** Input records follows **

//! Core policy engine

use chrono::{DateTime, Local};
use kaisheng_api::{
    AppView, EnforcedDowntime, LimitStatus, MotionStatus, ReasonCode, ScheduleView,
    StatusSnapshot, API_VERSION,
};
use kaisheng_config::Policy;
use kaisheng_store::{AuditEvent, AuditEventType, Store};
use kaisheng_util::{AppId, KaishengError, Result, ScheduleId};
use std::sync::Arc;
use std::time::Duration;
use tracing::{debug, info, warn};

use crate::{
    CoreEvent, LimitAlert, MotionGate, MotionTransition, next_downtime_start, resolve,
    schedule_views, usage_alerts,
};

/// The core policy engine
pub struct CoreEngine {
    policy: Policy,
    store: Arc<dyn Store>,
    motion: MotionGate,
    /// Downtime seen by the last tick
    enforced: Option<EnforcedDowntime>,
}

impl CoreEngine {
    /// Create a new core engine
    pub fn new(policy: Policy, store: Arc<dyn Store>) -> Self {
        info!(
            schedule_count = policy.schedules.len(),
            limit_count = policy.limits.len(),
            motion_enabled = policy.motion.enabled,
            "Core engine initialized"
        );

        Self {
            policy,
            store,
            motion: MotionGate::new(),
            enforced: None,
        }
    }

    /// Record the policy in force when enforcement starts
    pub fn audit_policy_loaded(&self, now: DateTime<Local>) {
        self.audit(
            now,
            AuditEventType::PolicyLoaded {
                schedule_count: self.policy.schedules.len(),
                limit_count: self.policy.limits.len(),
            },
        );
    }

    /// Get current policy
    pub fn policy(&self) -> &Policy {
        &self.policy
    }

    /// Reload policy
    pub fn reload_policy(&mut self, policy: Policy) -> CoreEvent {
        let schedule_count = policy.schedules.len();
        let limit_count = policy.limits.len();
        self.policy = policy;

        self.audit(
            kaisheng_util::now(),
            AuditEventType::PolicyLoaded {
                schedule_count,
                limit_count,
            },
        );

        info!(schedule_count, limit_count, "Policy reloaded");

        CoreEvent::PolicyReloaded {
            schedule_count,
            limit_count,
        }
    }

    fn audit(&self, at: DateTime<Local>, event: AuditEventType) {
        if let Err(e) = self.store.append_audit(AuditEvent::at(at, event)) {
            warn!(error = %e, "Failed to append audit event");
        }
    }

    /// The single downtime policy in force at `now`
    pub fn enforced_downtime(&self, now: DateTime<Local>) -> Option<EnforcedDowntime> {
        resolve(&self.policy.schedules, &now)
    }

    /// Every configured schedule with its state at `now`
    pub fn schedules(&self, now: DateTime<Local>) -> Vec<ScheduleView> {
        schedule_views(&self.policy.schedules, &now)
    }

    /// Decide whether an app may be used at `now`
    pub fn evaluate_app(&self, app_id: &AppId, now: DateTime<Local>) -> Result<AppView> {
        self.evaluate_with_gate(app_id, now, &self.motion)
    }

    /// Like [`evaluate_app`](Self::evaluate_app), as if walking were
    /// reported at `now`. Neither the engine's motion state nor the audit
    /// log is touched.
    pub fn evaluate_app_while_walking(
        &self,
        app_id: &AppId,
        now: DateTime<Local>,
    ) -> Result<AppView> {
        let mut gate = self.motion.clone();
        gate.report(true, now, &self.policy.motion);
        self.evaluate_with_gate(app_id, now, &gate)
    }

    fn evaluate_with_gate(
        &self,
        app_id: &AppId,
        now: DateTime<Local>,
        gate: &MotionGate,
    ) -> Result<AppView> {
        let mut reasons = Vec::new();

        if let Some(downtime) = self.enforced_downtime(now)
            && downtime.blocks(app_id)
        {
            reasons.push(ReasonCode::Downtime {
                schedule_id: downtime.schedule_id,
                name: downtime.name,
                ends_at: downtime.ends_at,
            });
        }

        let limit_status = self.limit_status(app_id, now)?;
        if let Some(status) = &limit_status
            && status.exceeded
        {
            reasons.push(ReasonCode::LimitReached {
                used: status.used,
                limit: status.limit,
            });
        }

        if gate.restricts(app_id, &self.policy.motion) {
            reasons.push(ReasonCode::WalkingRestriction);
        }

        Ok(AppView {
            app_id: app_id.clone(),
            allowed: reasons.is_empty(),
            reasons,
            remaining_today: limit_status.map(|s| s.remaining),
        })
    }

    /// Today's usage against the app's limit, if it has one
    pub fn limit_status(&self, app_id: &AppId, now: DateTime<Local>) -> Result<Option<LimitStatus>> {
        let Some(limit) = self.policy.get_limit(app_id) else {
            return Ok(None);
        };
        let used = self.store.get_usage(app_id, now.date_naive())?;
        Ok(Some(limit.status(used)))
    }

    /// Record foreground usage of an app.
    ///
    /// Usage is booked against the local day of `now`, whether or not the
    /// app has a limit.
    pub fn record_usage(
        &mut self,
        app_id: &AppId,
        duration: Duration,
        now: DateTime<Local>,
    ) -> Result<Vec<CoreEvent>> {
        let day = now.date_naive();
        let before = self.store.get_usage(app_id, day)?;
        let after = self.store.add_usage(app_id, day, duration)?;

        debug!(
            app_id = %app_id,
            added_secs = duration.as_secs(),
            total_secs = after.as_secs(),
            "Usage recorded"
        );

        let Some(limit) = self.policy.get_limit(app_id) else {
            return Ok(Vec::new());
        };

        let mut events = Vec::new();
        for alert in usage_alerts(limit, before, after) {
            match alert {
                LimitAlert::Warning {
                    threshold,
                    remaining,
                } => {
                    info!(
                        app_id = %app_id,
                        threshold_seconds = threshold.seconds_before,
                        remaining_secs = remaining.as_secs(),
                        "Limit warning"
                    );
                    self.audit(
                        now,
                        AuditEventType::LimitWarning {
                            app_id: app_id.clone(),
                            remaining,
                        },
                    );
                    events.push(CoreEvent::LimitWarning {
                        app_id: app_id.clone(),
                        remaining,
                        severity: threshold.severity,
                        message: threshold.message_template,
                    });
                }
                LimitAlert::Reached { used, limit } => {
                    info!(
                        app_id = %app_id,
                        used_secs = used.as_secs(),
                        limit_secs = limit.as_secs(),
                        "Daily limit reached"
                    );
                    self.audit(
                        now,
                        AuditEventType::LimitReached {
                            app_id: app_id.clone(),
                            used,
                        },
                    );
                    events.push(CoreEvent::LimitReached {
                        app_id: app_id.clone(),
                        used,
                        limit,
                    });
                }
            }
        }

        Ok(events)
    }

    /// Record a motion sample
    pub fn report_motion(&mut self, walking: bool, now: DateTime<Local>) -> Option<CoreEvent> {
        let transition = self.motion.report(walking, now, &self.policy.motion)?;
        Some(self.motion_event(transition, now))
    }

    fn motion_event(&self, transition: MotionTransition, now: DateTime<Local>) -> CoreEvent {
        let restricting = transition == MotionTransition::Engaged;
        info!(restricting, "Walking restriction changed");
        self.audit(now, AuditEventType::MotionRestriction { restricting });
        CoreEvent::MotionRestrictionChanged {
            restricting,
            at: now,
        }
    }

    pub fn motion_status(&self) -> MotionStatus {
        self.motion.status()
    }

    /// Re-evaluate time-driven state: downtime transitions and delayed
    /// motion release
    pub fn tick(&mut self, now: DateTime<Local>) -> Vec<CoreEvent> {
        let mut events = Vec::new();
        let current = self.enforced_downtime(now);

        match (&self.enforced, &current) {
            (None, Some(downtime)) => {
                info!(
                    schedule_id = %downtime.schedule_id,
                    device_wide = downtime.scope.is_device(),
                    "Downtime started"
                );
                self.audit(
                    now,
                    AuditEventType::DowntimeStarted {
                        schedule_id: downtime.schedule_id.clone(),
                        device_wide: downtime.scope.is_device(),
                    },
                );
                events.push(CoreEvent::DowntimeStarted {
                    downtime: downtime.clone(),
                });
            }
            (Some(previous), None) => {
                info!(schedule_id = %previous.schedule_id, "Downtime ended");
                self.audit(
                    now,
                    AuditEventType::DowntimeEnded {
                        schedule_id: previous.schedule_id.clone(),
                    },
                );
                events.push(CoreEvent::DowntimeEnded {
                    schedule_id: previous.schedule_id.clone(),
                    name: previous.name.clone(),
                });
            }
            (Some(previous), Some(downtime)) if previous.schedule_id != downtime.schedule_id => {
                info!(
                    from = %previous.schedule_id,
                    to = %downtime.schedule_id,
                    "Enforced downtime changed"
                );
                self.audit(
                    now,
                    AuditEventType::DowntimeEnded {
                        schedule_id: previous.schedule_id.clone(),
                    },
                );
                self.audit(
                    now,
                    AuditEventType::DowntimeStarted {
                        schedule_id: downtime.schedule_id.clone(),
                        device_wide: downtime.scope.is_device(),
                    },
                );
                events.push(CoreEvent::DowntimeChanged {
                    previous: previous.schedule_id.clone(),
                    downtime: downtime.clone(),
                });
            }
            _ => {}
        }
        self.enforced = current;

        if let Some(transition) = self.motion.poll(now) {
            events.push(self.motion_event(transition, now));
        }

        events
    }

    /// Enable or disable a schedule until the next policy reload
    pub fn set_schedule_enabled(&mut self, schedule_id: &ScheduleId, enabled: bool) -> Result<CoreEvent> {
        let schedule = self
            .policy
            .get_schedule_mut(schedule_id)
            .ok_or_else(|| KaishengError::ScheduleNotFound(schedule_id.clone()))?;
        schedule.enabled = enabled;

        info!(schedule_id = %schedule_id, enabled, "Schedule toggled");
        self.audit(
            kaisheng_util::now(),
            AuditEventType::ScheduleToggled {
                schedule_id: schedule_id.clone(),
                enabled,
            },
        );

        Ok(CoreEvent::ScheduleToggled {
            schedule_id: schedule_id.clone(),
            enabled,
        })
    }

    /// Get current status snapshot
    pub fn snapshot(&self, now: DateTime<Local>) -> Result<StatusSnapshot> {
        let today = now.date_naive();
        let mut limits = Vec::with_capacity(self.policy.limits.len());
        for limit in self.policy.limits.iter().filter(|l| l.enabled) {
            let used = self.store.get_usage(&limit.app_id, today)?;
            limits.push(limit.status(used));
        }

        Ok(StatusSnapshot {
            api_version: API_VERSION,
            at: now,
            downtime: self.enforced_downtime(now),
            next_downtime: next_downtime_start(&self.policy.schedules, &now),
            motion: self.motion.status(),
            limits,
        })
    }
}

** End of Input records **

(Required action): Starting with the first line of the listing above and ending with the line that holds "the last tick", return those lines exactly as written, both included.

(Response to the task):
//! Core policy engine

use chrono::{DateTime, Local};
use kaisheng_api::{
    AppView, EnforcedDowntime, LimitStatus, MotionStatus, ReasonCode, ScheduleView,
    StatusSnapshot, API_VERSION,
};
use kaisheng_config::Policy;
use kaisheng_store::{AuditEvent, AuditEventType, Store};
use kaisheng_util::{AppId, KaishengError, Result, ScheduleId};
use std::sync::Arc;
use std::time::Duration;
use tracing::{debug, info, warn};

use crate::{
    CoreEvent, LimitAlert, MotionGate, MotionTransition, next_downtime_start, resolve,
    schedule_views, usage_alerts,
};

/// The core policy engine
pub struct CoreEngine {
    policy: Policy,
    store: Arc<dyn Store>,
    motion: MotionGate,
    /// Downtime seen by the last tick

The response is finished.